Tomorrow begins Script Frenzy.

You know, for the last few years I’ve made an effort to participate in the NaNoWriMo, but November is just such as awful time of year.  Everything always seems up in the air, crazy, and trying to add novel writing on top of it just never works out for me.  Threats of unemployment, actual unemployment, holidays, budget concerns, falling temperatures and people who get sick and then don’t stay home getting everyone else sick… I suppose there are people who thrive on that, but for me its just distracting.  I’m going to make an effort this year to try to clear up as many things as possible before November to take away some of the stress and see if I can make a real honest go at it.

April, however, is a much better month.  Temperatures actually rising, taxes sorted out and filed already (or at least sorted out and waiting for the last possible moment to mail them in).  April just seems to have much less drama and stress for me.  Maybe its just me, but whatever the cause, unlike November and the NaNoWriMo, I am ready for April and Script Frenzy.

30 Days, 100 Pages… here I come.

Concluding the WriMo

I didn’t win.  I ran into a few obstacles this year.  I fell into the switching stories trap.  I also got sick… nasty stuff.  And I also suffered from a general unemployment malaise.  You know, you would think that with all this free time I’d get plenty of writing done.  But it turns out then when I’m unemployed I spend all my time looking for a new job and worrying I won’t be able to pay my bills.

Anyway… I did manage to get further than I ever have before.  I got just over ten thousand words on one project and probably twenty thousand across all of them.  I’ve never cleared ten thousand before.  So, even though I didn’t win, I managed a milestone.
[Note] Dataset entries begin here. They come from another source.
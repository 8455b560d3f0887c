//! rasterdsp-core - Core bitmap container for the rasterdsp image
//! processing library
//!
//! This crate provides the data structures every other rasterdsp crate
//! builds on:
//!
//! - [`Bitmap`] / [`BitmapMut`]: the in-memory image. Pixel data lives in
//!   packed 32-bit words at 1, 8, or 24 bits per pixel; rows are word
//!   aligned. 24 bpp pixels are stored as `0xRRGGBBAA`
//! - [`Palette`]: color table for 1 and 8 bpp indexed images
//! - [`Selection`]: per-pixel region of interest that transforms honor
//! - [`Rect`]: integer rectangle with exclusive right and bottom edges
//! - [`OperationContext`]: cooperative cancellation and progress
//!   reporting for long-running transforms
//!
//! # Examples
//!
//! ```
//! use rasterdsp_core::{BitDepth, Bitmap, Rgba};
//!
//! let bmp = Bitmap::new(64, 64, BitDepth::Bit24)?;
//! let mut bmp = bmp.try_into_mut().unwrap();
//! bmp.set_pixel_color(10, 10, Rgba::rgb(255, 128, 0), false)?;
//!
//! let bmp: Bitmap = bmp.into();
//! assert_eq!(bmp.pixel_color(10, 10), Some(Rgba::rgb(255, 128, 0)));
//! # Ok::<(), rasterdsp_core::Error>(())
//! ```

pub mod bitmap;
pub mod context;
pub mod error;
pub mod palette;
pub mod rect;
pub mod selection;

pub use bitmap::{
    get_data_bit, get_data_byte, set_data_bit, set_data_byte, BitDepth, Bitmap, BitmapMut, MixOp,
    ResampleMode,
};
pub use context::{OperationContext, ProgressFn};
pub use error::{Error, Result};
pub use palette::{Palette, Rgba, luma};
pub use rect::Rect;
pub use selection::Selection;

/// Packed 24 bpp pixel word manipulation
///
/// A 24 bpp pixel occupies one 32-bit word laid out as `0xRRGGBBAA`.
/// The low byte holds the alpha sample; it is meaningful only when the
/// image's alpha channel is enabled.
pub mod rgb {
    use crate::palette::Rgba;

    /// Bit position of the red sample
    pub const RED_SHIFT: u32 = 24;
    /// Bit position of the green sample
    pub const GREEN_SHIFT: u32 = 16;
    /// Bit position of the blue sample
    pub const BLUE_SHIFT: u32 = 8;
    /// Bit position of the alpha sample
    pub const ALPHA_SHIFT: u32 = 0;

    /// Extract the red sample from a pixel word.
    #[inline]
    pub fn red(pixel: u32) -> u8 {
        ((pixel >> RED_SHIFT) & 0xff) as u8
    }

    /// Extract the green sample from a pixel word.
    #[inline]
    pub fn green(pixel: u32) -> u8 {
        ((pixel >> GREEN_SHIFT) & 0xff) as u8
    }

    /// Extract the blue sample from a pixel word.
    #[inline]
    pub fn blue(pixel: u32) -> u8 {
        ((pixel >> BLUE_SHIFT) & 0xff) as u8
    }

    /// Extract the alpha sample from a pixel word.
    #[inline]
    pub fn alpha(pixel: u32) -> u8 {
        ((pixel >> ALPHA_SHIFT) & 0xff) as u8
    }

    /// Compose a pixel word from RGB samples with opaque alpha.
    #[inline]
    pub fn compose_rgb(r: u8, g: u8, b: u8) -> u32 {
        compose_rgba(r, g, b, 255)
    }

    /// Compose a pixel word from RGBA samples.
    #[inline]
    pub fn compose_rgba(r: u8, g: u8, b: u8, a: u8) -> u32 {
        (u32::from(r) << RED_SHIFT)
            | (u32::from(g) << GREEN_SHIFT)
            | (u32::from(b) << BLUE_SHIFT)
            | (u32::from(a) << ALPHA_SHIFT)
    }

    /// Replace the RGB samples of a pixel word, keeping its alpha byte.
    #[inline]
    pub fn with_rgb(pixel: u32, r: u8, g: u8, b: u8) -> u32 {
        (pixel & 0xff)
            | (u32::from(r) << RED_SHIFT)
            | (u32::from(g) << GREEN_SHIFT)
            | (u32::from(b) << BLUE_SHIFT)
    }

    /// Extract (red, green, blue) from a pixel word.
    #[inline]
    pub fn extract_rgb(pixel: u32) -> (u8, u8, u8) {
        (red(pixel), green(pixel), blue(pixel))
    }

    /// Extract (red, green, blue, alpha) from a pixel word.
    #[inline]
    pub fn extract_rgba(pixel: u32) -> (u8, u8, u8, u8) {
        (red(pixel), green(pixel), blue(pixel), alpha(pixel))
    }

    /// Compose a pixel word from an [`Rgba`] color.
    #[inline]
    pub fn pack(color: Rgba) -> u32 {
        compose_rgba(color.red, color.green, color.blue, color.alpha)
    }

    /// Split a pixel word into an [`Rgba`] color.
    #[inline]
    pub fn unpack(pixel: u32) -> Rgba {
        Rgba::new(red(pixel), green(pixel), blue(pixel), alpha(pixel))
    }
}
But now it is December, and the NaNoWriMo is done.  However, I don’t think I’ll stop writing this time.  I’m going to try to block out at least an hour every day for working on something, and I’ll even try to make it the same something as often as possible.

The Awesomest Story Ever Told

That is the title of my NaNoWriMo project this year.  Originally I was going to work on something called Necromancer, but I stalled out on it really early on and after a few days being totally stuck I decided to bail on it in favor of something that will be far easier to write.

So, what is The Awesomest Story Ever Told?  It is the tale of a clan of ninjas who protect the world from threats of the undead who encounter a spaceship from the future crewed by two astronauts, a monkey and a robot who have traveled back in time to prevent a zombie apocalypse.  Right away they discover that the apocalypse of the future was the product of a group of mad scientists who unleashed the zombie hordes in their bid to overthrow all the governments of the world.  As the scientists activate their own time machine and slip away, our heroes reconfigure the spaceship from the future to follow them.  It is a journey through history fighting for the future and encountering everything awesome that has ever existed.

As you can see, my basic story already contains much awesome.  Ninjas, zombies, astronauts, a monkey, a robot, mad scientists, spaceships and time travel.  There are already plot points to include dinosaurs, cavement, pirates, wild west gunfighters, sharks, vampires, werewolves, a medieval castle and knights, but this story needs to include all of the awesome.  All of it.

So, I implore you, every reader, suggest something (or many things) that is awesome.  Feel free to explain why it is awesome, or don’t.  Just suggest awesome and I will try to work it in to the story, and I’ll give credit to the first person to suggest an item of awesome should this work ever see publication of any form.